ESG Investing: A Year in Review

After nearly a decade of increased popularity, Environmental Social and Governance (ESG) funds faced challenges in 2023. The third quarter of 2023 was the fourth consecutive quarter of outflows in ESG funds.[1] According to Morningstar Direct, Manager Research, investors pulled $2.7 billion from U.S. sustainable funds in 2023′s third quarter, for a total of $14.2 billion over the past year. The reduction in demand affected sustainable funds more than conventional funds.

Why are sustainability funds shrinking? Here are a few reasons that may explain why this has been the case.

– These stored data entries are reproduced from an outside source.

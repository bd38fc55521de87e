// src/stats/reporter.rs
//! Periodic hashrate reporting
//!
//! Samples the shared counters on a fixed interval into a small sliding
//! window, logs the average rate over the window, and periodically logs
//! the rate over just the last interval. With `--stats` the same
//! samples are dumped to `stats.json` for external consumption.

use crate::context::MinerContext;
use std::path::PathBuf;
use std::sync::Arc;
use std::time::{Duration, Instant};
//use crate::utils::error::MinerError;

/// Number of samples kept in the sliding window
const WINDOW: usize = 7;

/// Every how many ticks the recent-rate line is logged
const RECENT_EVERY: u64 = 6;

struct Sample {
    at: Instant,
    total: u64,
    per_device: Vec<u64>,
}

fn window_rate(start: &Sample, end: &Sample) -> f64 {
    let secs = end.at.duration_since(start.at).as_secs_f64();
    if secs <= 0.0 {
        return 0.0;
    }
    (end.total - start.total) as f64 / secs
}

/// Collects and reports mining statistics
pub struct StatsReporter {
    ctx: Arc<MinerContext>,
    interval: Duration,
    stats_path: Option<PathBuf>,
}

impl StatsReporter {
    /// Creates a new StatsReporter with the specified sampling interval
    ///
    /// # Arguments
    /// * `ctx` - Shared miner context holding the counters
    /// * `interval` - How often to sample and log
    /// * `stats_path` - Where to dump `stats.json`, if enabled
    pub fn new(ctx: Arc<MinerContext>, interval: Duration, stats_path: Option<PathBuf>) -> Self {
        StatsReporter {
            ctx,
            interval,
            stats_path,
        }
    }

    /// Starts the periodic reporting thread
    pub fn start(self) {
        std::thread::spawn(move || self.run());
    }

    fn sample(&self) -> Sample {
        Sample {
            at: Instant::now(),
            total: self.ctx.counters.hashes(),
            per_device: self.ctx.counters.device_hashes(),
        }
    }

    fn run(self) {
        let started = Instant::now();
        let mut samples = vec![self.sample()];
        let mut count = 0u64;

        while self.ctx.is_running() {
            std::thread::sleep(self.interval);
            count += 1;
            samples.push(self.sample());
            if samples.len() > WINDOW {
                samples.remove(0);
            }

            let first = &samples[0];
            let last = &samples[samples.len() - 1];
            let secs = last.at.duration_since(first.at).as_secs_f64();
            let mut line = format!(
                "average hashrate: {:.2}MH/s in {:.2}s, {} shares found",
                window_rate(first, last) / 1e6,
                secs,
                self.ctx.counters.shares_found()
            );
            if self.ctx.counters.pool_has_results() {
                line.push_str(&format!(
                    ", {} accepted",
                    self.ctx.counters.shares_accepted()
                ));
            }
            log::info!("{}", line);

            if count >= RECENT_EVERY && count % RECENT_EVERY == 2 && samples.len() >= 2 {
                let prev = &samples[samples.len() - 2];
                let secs = last.at.duration_since(prev.at).as_secs_f64();
                log::info!(
                    "hashrate in last minute: {:.2}MH/s in {:.2}s",
                    window_rate(prev, last) / 1e6,
                    secs
                );
            }

            if let Some(path) = &self.stats_path {
                // recent window early on, averaged window afterwards
                let start = if count < 8 {
                    &samples[samples.len() - 2]
                } else if count % RECENT_EVERY == 2 {
                    first
                } else {
                    continue;
                };
                if let Err(e) = self.dump(path, start, last, started) {
                    log::warn!("failed to write {}: {}", path.display(), e);
                }
            }
        }
    }

    fn dump(
        &self,
        path: &PathBuf,
        start: &Sample,
        end: &Sample,
        started: Instant,
    ) -> Result<(), std::io::Error> {
        let secs = end.at.duration_since(start.at).as_secs_f64().max(1e-9);
        let rates: Vec<f64> = start
            .per_device
            .iter()
            .zip(&end.per_device)
            .map(|(a, b)| (b - a) as f64 / secs / 1e6)
            .collect();
        let accepted = self.ctx.counters.shares_accepted();
        let found = self.ctx.counters.shares_found();
        let body = serde_json::json!({
            "total": (end.total - start.total) as f64 / secs / 1e3,
            "rates": rates,
            "uptime": started.elapsed().as_secs_f64(),
            "accepted": accepted,
            "rejected": found.saturating_sub(accepted),
        });
        std::fs::write(path, body.to_string())
    }
}

#[cfg(test)]
mod tests {
    use super::*;

    #[test]
    fn rate_divides_hash_delta_by_time_delta() {
        let base = Instant::now();
        let start = Sample {
            at: base,
            total: 1_000,
            per_device: vec![1_000],
        };
        let end = Sample {
            at: base + Duration::from_secs(10),
            total: 21_000,
            per_device: vec![21_000],
        };
        assert!((window_rate(&start, &end) - 2_000.0).abs() < 1e-9);
    }

    #[test]
    fn zero_elapsed_time_reports_zero_rate() {
        let base = Instant::now();
        let s = Sample {
            at: base,
            total: 5,
            per_device: vec![],
        };
        let e = Sample {
            at: base,
            total: 50,
            per_device: vec![],
        };
        assert_eq!(window_rate(&s, &e), 0.0);
    }
}
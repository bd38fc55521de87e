// src/network/submitter.rs
//! Share reporting pipeline
//!
//! A fixed pool of reporter workers drains the share queue and submits
//! each share to its originating pool with bounded retries. Devfee
//! shares are submitted like any other but stay invisible to the
//! user-facing counters and quiet in the logs.

use crate::context::MinerContext;
use crate::miner::scheduler::Share;
use crate::network::pool::{PoolClient, SubmitOutcome};
use crossbeam_channel::Receiver;
use log::{debug, info, warn};
use std::sync::Arc;
use std::time::Duration;
use tokio::task::JoinHandle;

/// Total submission attempts per share (one initial try plus retries)
pub const SUBMIT_ATTEMPTS: u32 = 6;

/// Pause between submission attempts
pub const RETRY_PAUSE: Duration = Duration::from_millis(500);

/// Number of reporter workers draining the queue
pub const REPORTER_WORKERS: usize = 8;

/// Timeout for the n-th submission attempt (1-based); attempts get
/// progressively more patient
pub fn attempt_timeout(attempt: u32) -> Duration {
    Duration::from_secs(4 * attempt as u64)
}

/// Spawns the reporter worker pool
///
/// # Arguments
/// * `pool` - Shared pool client
/// * `ctx` - Shared miner context
/// * `shares` - Receiving side of the share queue
pub fn spawn_reporters(
    pool: Arc<PoolClient>,
    ctx: Arc<MinerContext>,
    shares: Receiver<Share>,
) -> Vec<JoinHandle<()>> {
    (0..REPORTER_WORKERS)
        .map(|_| {
            let pool = pool.clone();
            let ctx = ctx.clone();
            let shares = shares.clone();
            tokio::spawn(report_shares(pool, ctx, shares))
        })
        .collect()
}

/// One reporter worker: blocking-pops shares and submits them
pub async fn report_shares(pool: Arc<PoolClient>, ctx: Arc<MinerContext>, shares: Receiver<Share>) {
    while ctx.is_running() {
        let queue = shares.clone();
        let share = match tokio::task::spawn_blocking(move || queue.recv()).await {
            Ok(Ok(share)) => share,
            // queue closed or runtime tearing down
            _ => break,
        };
        submit_share(&pool, &ctx, share).await;
    }
}

/// Submits one share with bounded retries, then accounts for it
async fn submit_share(pool: &PoolClient, ctx: &MinerContext, share: Share) {
    let digest_hex = hex::encode(share.digest);
    debug!(
        "trying to submit share {}{} [giver = {}]",
        digest_hex,
        if share.is_devfee { " (devfee)" } else { "" },
        share.giver
    );

    for attempt in 1..=SUBMIT_ATTEMPTS {
        match pool.submit(&share, attempt_timeout(attempt)).await {
            Ok(outcome) => {
                conclude(ctx, &share, &digest_hex, outcome);
                break;
            }
            Err(e) if attempt == SUBMIT_ATTEMPTS => {
                if !share.is_devfee {
                    warn!("failed to submit share {}: {}", digest_hex, e);
                }
            }
            Err(e) => {
                if !share.is_devfee {
                    warn!(
                        "failed to submit share {}, retrying ({}/{}): {}",
                        digest_hex,
                        attempt,
                        SUBMIT_ATTEMPTS - 1,
                        e
                    );
                }
                tokio::time::sleep(RETRY_PAUSE).await;
            }
        }
    }

    // a share counts as found once its submission concluded, delivered
    // or dropped; devfee shares never touch user-visible totals
    if !share.is_devfee {
        ctx.counters.share_found();
    }
}

fn conclude(ctx: &MinerContext, share: &Share, digest_hex: &str, outcome: SubmitOutcome) {
    if share.is_devfee {
        return;
    }
    match outcome {
        SubmitOutcome::LegacyAccepted => {
            info!("found share {}", digest_hex);
            ctx.counters.share_accepted();
        }
        SubmitOutcome::Accepted => {
            ctx.counters.mark_pool_results();
            info!("successfully submitted share {}", digest_hex);
            ctx.counters.share_accepted();
        }
        SubmitOutcome::Rejected => {
            ctx.counters.mark_pool_results();
            warn!(
                "share {} rejected (job was got {}s ago)",
                digest_hex,
                share.task_created_at.elapsed().as_secs()
            );
        }
    }
}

Different Economic Backdrop

In general, the stock market and interest rates have an inverse relationship. Currently, we are in an economic environment with the highest interest rates we’ve seen here in the United States since the Great Financial Crisis of 2008. Up until 2022, before the Fed started hiking interest rates, we were in a near 0% interest rate environment for over a decade. Low interest rates are typically good for Growth stocks since they can borrow at lower interest rates to fuel the growth of their profits.[2] Growth stocks handedly outperformed Value stocks in the 2010 decade, with the Russell 1000 Growth Index gaining 260% during that time, compared to just 189% for the Russell 1000 Value Index.[3] Growth Stocks typically have higher ESG scores, which means that many ESG funds benefited from the outperformance of Growth Stocks during that decade.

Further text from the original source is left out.